PatchSiren cyber security CVE debrief

CVE-2026-35093 Red Hat CVE debrief

A flaw was found in libinput, which allows a local attacker to bypass security restrictions by placing specially crafted Lua bytecode files in certain system or user configuration directories. This could lead to the attacker monitoring keyboard input and sending that information to an external location. The vulnerability has a CVSS score of 8.8 and is considered HIGH severity. The CVE was published on April 1, 2026, and last modified on June 30, 2026. The flaw affects libinput versions prior to 1.30.4 and 1.31.1, as well as Fedora 43 and 44.

Vendor
Red Hat
Product
Red Hat Enterprise Linux 10
CVSS
HIGH 8.8
CISA KEV
Not listed in stored evidence
Original CVE published
2026-04-01
Original CVE updated
2026-06-30
Advisory published
2026-04-01
Advisory updated
2026-06-30

Who should care

System administrators and users of libinput, particularly those using graphical compositors, should be aware of this vulnerability. A local attacker with the ability to place a specially crafted Lua bytecode file in a certain system or user configuration directory could potentially exploit this flaw. Users of Fedora 43 and 44 are also affected.

Technical summary

The vulnerability is caused by a flaw in libinput's handling of Lua bytecode files. A local attacker can bypass security restrictions by placing a specially crafted Lua bytecode file in certain system or user configuration directories. This allows the attacker to run unauthorized code with the same permissions as the program using libinput, such as a graphical compositor. The vulnerability is classified as CWE-94 and has a CVSS vector of CVSS:3.1/AV:L/AC:L/PR:L/UI:N/S:C/C:H/I:H/A:H.

Defensive priority

High priority should be given to patching or mitigating this vulnerability, as it allows for unauthorized code execution with the same permissions as the program using libinput. System administrators should review their libinput configurations and ensure that they are running a patched version.

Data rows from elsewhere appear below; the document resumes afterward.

//! The background worker: one context built at start-up, and the handlers
//! that answer its events.

mod dispatcher;

pub use dispatcher::{Dispatcher, Event, EventKind, EventLoop, EventOutcome};

use std::sync::Arc;
use url::Url;

use crate::api::PostsApi;
use crate::cache::CacheStorage;
use crate::config::Config;
use crate::db::Database;
use crate::error::FeedResult;
use crate::fetch::Fetcher;
use crate::notify::{NotificationPlatform, NotificationReconciler};
use crate::store::StoreHandle;
use crate::strategy::StrategyEngine;
use crate::sync::{SyncCoordinator, SyncRegistry};

/// Everything the handlers share. Built once, then passed around behind an
/// `Arc`.
pub struct WorkerContext {
  pub config: Config,
  pub store: Arc<StoreHandle>,
  pub fetcher: Arc<dyn Fetcher>,
  pub registry: Option<SyncRegistry>,
  pub engine: StrategyEngine,
  pub coordinator: SyncCoordinator,
  pub reconciler: NotificationReconciler,
}

impl WorkerContext {
  pub fn new(
    config: Config,
    db: Arc<Database>,
    store: Arc<StoreHandle>,
    fetcher: Arc<dyn Fetcher>,
    api: Arc<dyn PostsApi>,
    platform: NotificationPlatform,
  ) -> FeedResult<Self> {
    let origin = Url::parse(&config.api.origin)?;
    let registry = config
      .sync
      .background_sync
      .then(|| SyncRegistry::new(Arc::clone(&db)));

    let engine = StrategyEngine::new(
      origin,
      &config.api,
      &config.caches,
      CacheStorage::new(db),
      Arc::clone(&store),
      Arc::clone(&fetcher),
    );
    let coordinator = SyncCoordinator::new(
      Arc::clone(&store),
      Arc::clone(&api),
      registry.clone(),
      config.sync.tag.clone(),
    );
    let reconciler = NotificationReconciler::new(
      platform,
      api,
      config.push.vapid_public_key.clone(),
      config.notifications.clone(),
    );

    Ok(Self {
      config,
      store,
      fetcher,
      registry,
      engine,
      coordinator,
      reconciler,
    })
  }

  /// Dispatcher with every handler of this context registered.
  pub fn dispatcher(self: &Arc<Self>) -> Dispatcher {
    let mut dispatcher = Dispatcher::new();
    if let Some(registry) = &self.registry {
      dispatcher = dispatcher.with_sync_registry(registry.clone());
    }
    register_handlers(&mut dispatcher, self);
    dispatcher
  }
}

pub fn register_handlers(dispatcher: &mut Dispatcher, ctx: &Arc<WorkerContext>) {
  let c = Arc::clone(ctx);
  dispatcher.on(EventKind::Install, move |_| {
    let c = Arc::clone(&c);
    async move { Ok(EventOutcome::Installed(c.engine.precache().await?)) }
  });

  let c = Arc::clone(ctx);
  dispatcher.on(EventKind::Activate, move |_| {
    let c = Arc::clone(&c);
    async move { Ok(EventOutcome::Activated(c.engine.activate()?)) }
  });

  let c = Arc::clone(ctx);
  dispatcher.on(EventKind::Fetch, move |event| {
    let c = Arc::clone(&c);
    async move {
      let Event::Fetch(request) = event else {
        return Ok(EventOutcome::Unhandled);
      };
      Ok(EventOutcome::Response(c.engine.respond(&request).await?))
    }
  });

  let c = Arc::clone(ctx);
  dispatcher.on(EventKind::Sync, move |event| {
    let c = Arc::clone(&c);
    async move {
      let Event::Sync { tag } = event else {
        return Ok(EventOutcome::Unhandled);
      };
      Ok(EventOutcome::Synced(c.coordinator.on_sync(&tag).await?))
    }
  });

  let c = Arc::clone(ctx);
  dispatcher.on(EventKind::Push, move |event| {
    let c = Arc::clone(&c);
    async move {
      let Event::Push { payload } = event else {
        return Ok(EventOutcome::Unhandled);
      };
      Ok(EventOutcome::Shown(c.reconciler.on_push(payload.as_deref()).await?))
    }
  });

  let c = Arc::clone(ctx);
  dispatcher.on(EventKind::NotificationClick, move |event| {
    let c = Arc::clone(&c);
    async move {
      let Event::NotificationClick { notification, action } = event else {
        return Ok(EventOutcome::Unhandled);
      };
      let outcome = c
        .reconciler
        .on_click(&notification, action.as_deref())
        .await?;
      Ok(EventOutcome::Clicked(outcome))
    }
  });

  let c = Arc::clone(ctx);
  dispatcher.on(EventKind::NotificationClose, move |event| {
    let c = Arc::clone(&c);
    async move {
      if let Event::NotificationClose { notification } = event {
        c.reconciler.on_close(&notification);
      }
      Ok(EventOutcome::Done)
    }
  });
}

Recommended defensive actions

  • Patch libinput to version 1.30.4 or later, or 1.31.1 or later.
  • Review and update libinput configurations to prevent exploitation.
  • Monitor system logs for suspicious activity related to libinput.
  • Implement additional security controls, such as restricting access to configuration directories.
  • Consider using compensating controls, such as intrusion detection systems.

Evidence notes

The CVE record and NVD detail provide information on the vulnerability, including its CVSS score and affected versions. The source item URL provides additional information on the vulnerability, including references to mitigation and vendor references. The CVE was published on April 1, 2026, and last modified on June 30, 2026.

Official resources

This article is AI-assisted and based on the supplied source corpus.